* REQUIRED ACTION
Would you repeat the entries beneath, with nothing changed?

-- Opening Marker --

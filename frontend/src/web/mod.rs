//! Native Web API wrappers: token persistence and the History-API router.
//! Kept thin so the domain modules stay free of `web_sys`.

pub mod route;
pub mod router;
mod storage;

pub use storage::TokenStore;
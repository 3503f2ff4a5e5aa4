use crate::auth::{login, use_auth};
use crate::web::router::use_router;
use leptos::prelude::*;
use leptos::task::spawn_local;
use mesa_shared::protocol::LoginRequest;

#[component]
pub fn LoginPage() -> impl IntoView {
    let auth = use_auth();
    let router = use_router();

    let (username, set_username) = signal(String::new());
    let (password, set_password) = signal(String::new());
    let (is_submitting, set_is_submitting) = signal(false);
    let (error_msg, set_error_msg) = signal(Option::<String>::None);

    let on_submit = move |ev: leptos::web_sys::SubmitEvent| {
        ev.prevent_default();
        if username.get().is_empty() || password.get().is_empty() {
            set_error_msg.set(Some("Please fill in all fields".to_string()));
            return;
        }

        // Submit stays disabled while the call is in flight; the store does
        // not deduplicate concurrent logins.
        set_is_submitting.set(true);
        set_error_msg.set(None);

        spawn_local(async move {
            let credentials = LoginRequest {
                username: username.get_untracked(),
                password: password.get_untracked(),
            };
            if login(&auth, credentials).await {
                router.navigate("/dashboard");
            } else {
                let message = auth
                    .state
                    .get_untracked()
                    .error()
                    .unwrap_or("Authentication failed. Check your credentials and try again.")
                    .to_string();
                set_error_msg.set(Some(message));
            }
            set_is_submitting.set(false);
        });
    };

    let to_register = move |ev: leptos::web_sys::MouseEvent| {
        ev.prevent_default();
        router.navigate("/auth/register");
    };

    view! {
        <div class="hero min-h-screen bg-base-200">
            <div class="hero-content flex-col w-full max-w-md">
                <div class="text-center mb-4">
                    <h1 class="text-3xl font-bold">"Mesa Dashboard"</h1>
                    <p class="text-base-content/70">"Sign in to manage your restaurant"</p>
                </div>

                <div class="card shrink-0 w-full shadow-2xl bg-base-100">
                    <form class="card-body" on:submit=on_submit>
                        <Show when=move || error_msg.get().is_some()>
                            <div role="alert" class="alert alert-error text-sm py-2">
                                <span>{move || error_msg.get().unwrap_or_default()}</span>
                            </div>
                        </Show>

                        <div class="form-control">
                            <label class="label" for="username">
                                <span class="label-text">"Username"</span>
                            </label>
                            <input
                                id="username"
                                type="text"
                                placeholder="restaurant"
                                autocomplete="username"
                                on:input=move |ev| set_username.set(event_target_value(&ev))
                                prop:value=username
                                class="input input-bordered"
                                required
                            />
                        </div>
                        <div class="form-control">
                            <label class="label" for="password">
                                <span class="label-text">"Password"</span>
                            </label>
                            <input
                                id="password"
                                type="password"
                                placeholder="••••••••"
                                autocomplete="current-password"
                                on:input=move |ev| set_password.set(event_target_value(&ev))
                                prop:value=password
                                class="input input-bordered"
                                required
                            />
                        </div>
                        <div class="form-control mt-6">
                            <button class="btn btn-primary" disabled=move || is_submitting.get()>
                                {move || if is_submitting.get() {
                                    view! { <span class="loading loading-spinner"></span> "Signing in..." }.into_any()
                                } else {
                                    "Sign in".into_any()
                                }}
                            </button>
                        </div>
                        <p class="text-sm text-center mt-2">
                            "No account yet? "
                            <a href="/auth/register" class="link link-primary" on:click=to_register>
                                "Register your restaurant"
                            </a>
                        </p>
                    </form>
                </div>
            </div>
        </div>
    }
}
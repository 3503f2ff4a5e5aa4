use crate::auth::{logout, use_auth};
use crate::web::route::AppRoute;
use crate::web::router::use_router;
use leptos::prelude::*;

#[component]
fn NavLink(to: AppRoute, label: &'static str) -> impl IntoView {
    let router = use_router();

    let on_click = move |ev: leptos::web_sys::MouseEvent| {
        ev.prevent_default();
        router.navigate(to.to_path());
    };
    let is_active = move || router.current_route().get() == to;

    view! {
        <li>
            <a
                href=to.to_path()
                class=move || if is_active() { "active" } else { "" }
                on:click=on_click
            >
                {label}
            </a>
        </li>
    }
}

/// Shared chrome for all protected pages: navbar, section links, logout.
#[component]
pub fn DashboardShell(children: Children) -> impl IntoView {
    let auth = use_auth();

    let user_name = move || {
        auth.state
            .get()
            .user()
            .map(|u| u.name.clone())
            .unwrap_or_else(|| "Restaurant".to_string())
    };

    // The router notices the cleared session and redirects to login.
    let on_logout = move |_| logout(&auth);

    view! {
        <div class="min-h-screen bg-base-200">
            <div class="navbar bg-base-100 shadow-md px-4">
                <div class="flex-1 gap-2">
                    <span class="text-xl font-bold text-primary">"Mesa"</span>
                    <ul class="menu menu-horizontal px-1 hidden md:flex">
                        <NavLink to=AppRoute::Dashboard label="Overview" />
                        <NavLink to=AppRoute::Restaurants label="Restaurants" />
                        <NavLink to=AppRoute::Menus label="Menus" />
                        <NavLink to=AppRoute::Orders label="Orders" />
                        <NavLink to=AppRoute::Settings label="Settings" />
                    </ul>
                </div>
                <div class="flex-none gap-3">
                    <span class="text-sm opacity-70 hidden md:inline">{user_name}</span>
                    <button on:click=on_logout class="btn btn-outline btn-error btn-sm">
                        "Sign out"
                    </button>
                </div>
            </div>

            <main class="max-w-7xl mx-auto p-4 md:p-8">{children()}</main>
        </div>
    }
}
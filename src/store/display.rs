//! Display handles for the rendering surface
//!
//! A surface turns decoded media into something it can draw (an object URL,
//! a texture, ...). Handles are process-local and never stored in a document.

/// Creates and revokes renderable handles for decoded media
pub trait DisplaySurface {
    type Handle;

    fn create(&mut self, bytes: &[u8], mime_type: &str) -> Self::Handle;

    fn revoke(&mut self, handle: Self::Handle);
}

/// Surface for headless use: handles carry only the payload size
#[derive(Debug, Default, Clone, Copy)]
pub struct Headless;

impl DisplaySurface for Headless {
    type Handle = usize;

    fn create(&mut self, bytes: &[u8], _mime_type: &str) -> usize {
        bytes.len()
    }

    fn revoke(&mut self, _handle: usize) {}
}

-- Closing Marker --

* WRITTEN ANSWER
filename frontend/src/web/mod.rs
//! Native Web API wrappers: token persistence and the History-API router.
//! Kept thin so the domain modules stay free of `web_sys`.

pub mod route;
pub mod router;
mod storage;

pub use storage::TokenStore;
repository 3503f2ff4a5e5aa4
use crate::auth::{login, use_auth};
use crate::web::router::use_router;
use leptos::prelude::*;
use leptos::task::spawn_local;
use mesa_shared::protocol::LoginRequest;

#[component]
pub fn LoginPage() -> impl IntoView {
    let auth = use_auth();
    let router = use_router();

    let (username, set_username) = signal(String::new());
    let (password, set_password) = signal(String::new());
    let (is_submitting, set_is_submitting) = signal(false);
    let (error_msg, set_error_msg) = signal(Option::<String>::None);

    let on_submit = move |ev: leptos::web_sys::SubmitEvent| {
        ev.prevent_default();
        if username.get().is_empty() || password.get().is_empty() {
            set_error_msg.set(Some("Please fill in all fields".to_string()));
            return;
        }

        // Submit stays disabled while the call is in flight; the store does
        // not deduplicate concurrent logins.
        set_is_submitting.set(true);
        set_error_msg.set(None);

        spawn_local(async move {
            let credentials = LoginRequest {
                username: username.get_untracked(),
                password: password.get_untracked(),
            };
            if login(&auth, credentials).await {
                router.navigate("/dashboard");
            } else {
                let message = auth
                    .state
                    .get_untracked()
                    .error()
                    .unwrap_or("Authentication failed. Check your credentials and try again.")
                    .to_string();
                set_error_msg.set(Some(message));
            }
            set_is_submitting.set(false);
        });
    };

    let to_register = move |ev: leptos::web_sys::MouseEvent| {
        ev.prevent_default();
        router.navigate("/auth/register");
    };

    view! {
        <div class="hero min-h-screen bg-base-200">
            <div class="hero-content flex-col w-full max-w-md">
                <div class="text-center mb-4">
                    <h1 class="text-3xl font-bold">"Mesa Dashboard"</h1>
                    <p class="text-base-content/70">"Sign in to manage your restaurant"</p>
                </div>

                <div class="card shrink-0 w-full shadow-2xl bg-base-100">
                    <form class="card-body" on:submit=on_submit>
                        <Show when=move || error_msg.get().is_some()>
                            <div role="alert" class="alert alert-error text-sm py-2">
                                <span>{move || error_msg.get().unwrap_or_default()}</span>
                            </div>
                        </Show>

                        <div class="form-control">
                            <label class="label" for="username">
                                <span class="label-text">"Username"</span>
                            </label>
                            <input
                                id="username"
                                type="text"
                                placeholder="restaurant"
                                autocomplete="username"
                                on:input=move |ev| set_username.set(event_target_value(&ev))
                                prop:value=username
                                class="input input-bordered"
                                required
                            />
                        </div>
                        <div class="form-control">
                            <label class="label" for="password">
                                <span class="label-text">"Password"</span>
                            </label>
                            <input
                                id="password"
                                type="password"
                                placeholder="••••••••"
                                autocomplete="current-password"
                                on:input=move |ev| set_password.set(event_target_value(&ev))
                                prop:value=password
                                class="input input-bordered"
                                required
                            />
                        </div>
                        <div class="form-control mt-6">
                            <button class="btn btn-primary" disabled=move || is_submitting.get()>
                                {move || if is_submitting.get() {
                                    view! { <span class="loading loading-spinner"></span> "Signing in..." }.into_any()
                                } else {
                                    "Sign in".into_any()
                                }}
                            </button>
                        </div>
                        <p class="text-sm text-center mt-2">
                            "No account yet? "
                            <a href="/auth/register" class="link link-primary" on:click=to_register>
                                "Register your restaurant"
                            </a>
                        </p>
                    </form>
                </div>
            </div>
        </div>
    }
}
repository 3503f2ff4a5e5aa4
use crate::auth::{logout, use_auth};
use crate::web::route::AppRoute;
use crate::web::router::use_router;
use leptos::prelude::*;

#[component]
fn NavLink(to: AppRoute, label: &'static str) -> impl IntoView {
    let router = use_router();

    let on_click = move |ev: leptos::web_sys::MouseEvent| {
        ev.prevent_default();
        router.navigate(to.to_path());
    };
    let is_active = move || router.current_route().get() == to;

    view! {
        <li>
            <a
                href=to.to_path()
                class=move || if is_active() { "active" } else { "" }
                on:click=on_click
            >
                {label}
            </a>
        </li>
    }
}

/// Shared chrome for all protected pages: navbar, section links, logout.
#[component]
pub fn DashboardShell(children: Children) -> impl IntoView {
    let auth = use_auth();

    let user_name = move || {
        auth.state
            .get()
            .user()
            .map(|u| u.name.clone())
            .unwrap_or_else(|| "Restaurant".to_string())
    };

    // The router notices the cleared session and redirects to login.
    let on_logout = move |_| logout(&auth);

    view! {
        <div class="min-h-screen bg-base-200">
            <div class="navbar bg-base-100 shadow-md px-4">
                <div class="flex-1 gap-2">
                    <span class="text-xl font-bold text-primary">"Mesa"</span>
                    <ul class="menu menu-horizontal px-1 hidden md:flex">
                        <NavLink to=AppRoute::Dashboard label="Overview" />
                        <NavLink to=AppRoute::Restaurants label="Restaurants" />
                        <NavLink to=AppRoute::Menus label="Menus" />
                        <NavLink to=AppRoute::Orders label="Orders" />
                        <NavLink to=AppRoute::Settings label="Settings" />
                    </ul>
                </div>
                <div class="flex-none gap-3">
                    <span class="text-sm opacity-70 hidden md:inline">{user_name}</span>
                    <button on:click=on_logout class="btn btn-outline btn-error btn-sm">
                        "Sign out"
                    </button>
                </div>
            </div>

            <main class="max-w-7xl mx-auto p-4 md:p-8">{children()}</main>
        </div>
    }
}
filename src/store/display.rs
//! Display handles for the rendering surface
//!
//! A surface turns decoded media into something it can draw (an object URL,
//! a texture, ...). Handles are process-local and never stored in a document.

/// Creates and revokes renderable handles for decoded media
pub trait DisplaySurface {
    type Handle;

    fn create(&mut self, bytes: &[u8], mime_type: &str) -> Self::Handle;

    fn revoke(&mut self, handle: Self::Handle);
}

/// Surface for headless use: handles carry only the payload size
#[derive(Debug, Default, Clone, Copy)]
pub struct Headless;

impl DisplaySurface for Headless {
    type Handle = usize;

    fn create(&mut self, bytes: &[u8], _mime_type: &str) -> usize {
        bytes.len()
    }

    fn revoke(&mut self, _handle: usize) {}
}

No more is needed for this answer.